Loading...

Jan 12, 2012

Vyagghapajja Sutta: The conditions of welfare


In this sutta, the Buddha instructs rich householders how to preserve and increase their prosperity and how to avoid loss of wealth. Wealth alone, however, does not make a complete man nor a harmonious society. Possession of wealth all too often multiplies man's desires, and he is ever in the pursuit of amassing more wealth and power. This unrestrained craving, however, leaves him dissatisfied and stifles his inner growth. It creates conflict and disharmony in society through the resentment of the underprivileged who feel themselves exploited by the effects of unrestrained craving.

Therefore the Buddha follows up on his advice on material welfare with four essential conditions for spiritual welfare: confidence (in the Master's enlightenment), virtue, liberality and wisdom. These four will instill in man a sense of higher values. He will then not only pursue his own material concern, but also be aware of his duty towards society. To mention only one of the implications: a wisely and generously employed liberality will reduce tensions and conflicts in society. Thus the observing of these conditions of material and spiritual welfare will make for an ideal citizen in an ideal society.

Thus have I heard. Once the Exalted One was dwelling amongst the Koliyans,[1] in their market town named Kakkarapatta. Then Dighajanu,[2] a Koliyan, approached the Exalted One, respectfully saluted Him and sat on one side. Thus seated, he addressed the Exalted One as follows:

"We, Lord, are laymen who enjoy worldly pleasure. We lead a life encumbered by wife and children. We use sandalwood of Kasi. We deck ourselves with garlands, perfume and unguents. We use gold and silver. To those like us, O Lord, let the Exalted One preach the Dhamma, teach those things that lead to weal and happiness in this life and to weal and happiness in future life."

Conditions of Worldly Progress

Four conditions, Vyagghapajja,[3] conduce to a householder's weal and happiness in this very life.

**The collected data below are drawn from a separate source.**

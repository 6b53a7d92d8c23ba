//! The frame loop.

use crate::cli::Opts;
use crate::error::AppError;
use crate::framework::Framework;
use crate::input::{adapt_events, InputAction};
use crate::Application;
use incg_gl::gl33::TimerQuery;
use incg_glfw::GlfwSurface;
use log::info;
use std::thread;
use std::time::{Duration, Instant};

/// Open a window and run an application until it gets closed.
///
/// Every frame:
///
/// 1. Shader programs are rebuilt if one of their files changed (unless watching is disabled).
/// 2. Events are polled and dispatched.
/// 3. The application is updated, then rendered while the GPU time is measured.
/// 4. The window title shows the frame statistics and the application panel.
/// 5. Buffers are swapped, and the thread sleeps to honour the frame rate cap.
///
/// The application is dropped first, then the shader programs, then the context.
pub fn run<A>(opts: Opts) -> Result<(), AppError>
where
  A: Application,
{
  let surface = GlfwSurface::new_gl33(A::TITLE, opts.window_opt())?;
  let events = surface.events_rx;
  let mut framework = Framework::new(surface.context, &opts);

  info!("resources: {}", framework.resource_path().display());

  let mut app = A::bootstrap(&mut framework)?;
  let mut timer = TimerQuery::new();

  let frame_duration = opts.frame_duration();
  let dt = frame_duration.map_or(0., |d| d.as_secs_f32());
  let start_t = Instant::now();
  let mut next_update = Duration::ZERO;

  'app: loop {
    if opts.watch() && framework.shaders_changed() {
      framework.update_shader_programs();
    }

    // handle events
    framework.poll_events();
    for (_, event) in glfw::flush_messages(&events) {
      match adapt_events(event) {
        Some(InputAction::Quit) => break 'app,

        Some(InputAction::KeyPressed(key)) => app.key(&mut framework, key),

        Some(action @ InputAction::Resized { .. }) => {
          framework.process(&action);
          app.resize(&mut framework);
        }

        Some(action) => framework.process(&action),

        None => (),
      }
    }

    if framework.should_close() {
      break 'app;
    }

    app.update(&mut framework, dt);

    timer.begin();
    app.render(&mut framework);
    let ms = timer.end();
    framework.stats.push(ms as f32);

    let panel = app.panel(&framework);
    let title = if panel.is_empty() {
      format!("{} | {}", A::TITLE, framework.stats)
    } else {
      format!("{} | {} | {}", A::TITLE, framework.stats, panel)
    };
    framework.set_title(title);

    framework.swap_buffers();

    if let Some(frame_duration) = frame_duration {
      next_update += frame_duration;

      if let Some(wait) = next_update.checked_sub(start_t.elapsed()) {
        thread::sleep(wait);
      }
    }
  }

  drop(timer);
  drop(app);

  Ok(())
}
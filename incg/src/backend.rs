//! Backend interfaces.
//!
//! A backend is a type that knows how to talk to a graphics driver. The rest of the crate never
//! calls into a driver directly: it goes through the traits exposed here, which allows swapping the
//! actual graphics API, and running the whole shader pipeline against a recording backend in tests.

pub mod shader;
//! File modification times.

use std::fs;
use std::path::Path;
use std::time::{Duration, UNIX_EPOCH};

/// Last modification time of a file, as a duration since the Unix epoch.
///
/// Returns [`Duration::ZERO`] if the file cannot be statted. A file that disappears thus compares
/// as changed against a previously recorded time, while a file that never existed keeps comparing
/// as unchanged.
pub fn mtime(path: impl AsRef<Path>) -> Duration {
  fs::metadata(path)
    .and_then(|meta| meta.modified())
    .ok()
    .and_then(|time| time.duration_since(UNIX_EPOCH).ok())
    .unwrap_or(Duration::ZERO)
}
//! Graphics context.
//!
//! A graphics context is an external type typically implemented by windowing crates. It owns the
//! window, the native context and the backend state, and gives access to the backend so that GPU
//! resources can be created.

use crate::backend::shader::Shader;

/// Class of graphics context.
///
/// # Unsafety
///
/// Only one context may be alive per thread, as the backend state is shared between every resource
/// created from it.
pub unsafe trait GraphicsContext: Sized {
  /// Internal type used by the backend to cache, optimize and store data.
  type Backend: Shader;

  /// Access the underlying backend.
  fn backend(&mut self) -> &mut Self::Backend;
}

Which four?

The accomplishment of persistent effort (utthana-sampada), the accomplishment of watchfulness (arakkha-sampada), good friendship (kalyanamittata) and balanced livelihood (sama-jivikata).

What is the accomplishment of persistent effort?

Herein, Vyagghapajja, by whatsoever activity a householder earns his living, whether by farming, by trading, by rearing cattle, by archery, by service under the king, or by any other kind of craft — at that he becomes skillful and is not lazy. He is endowed with the power of discernment as to the proper ways and means; he is able to carry out and allocate (duties). This is called the accomplishment of persistent effort.

What is the accomplishment of watchfulness?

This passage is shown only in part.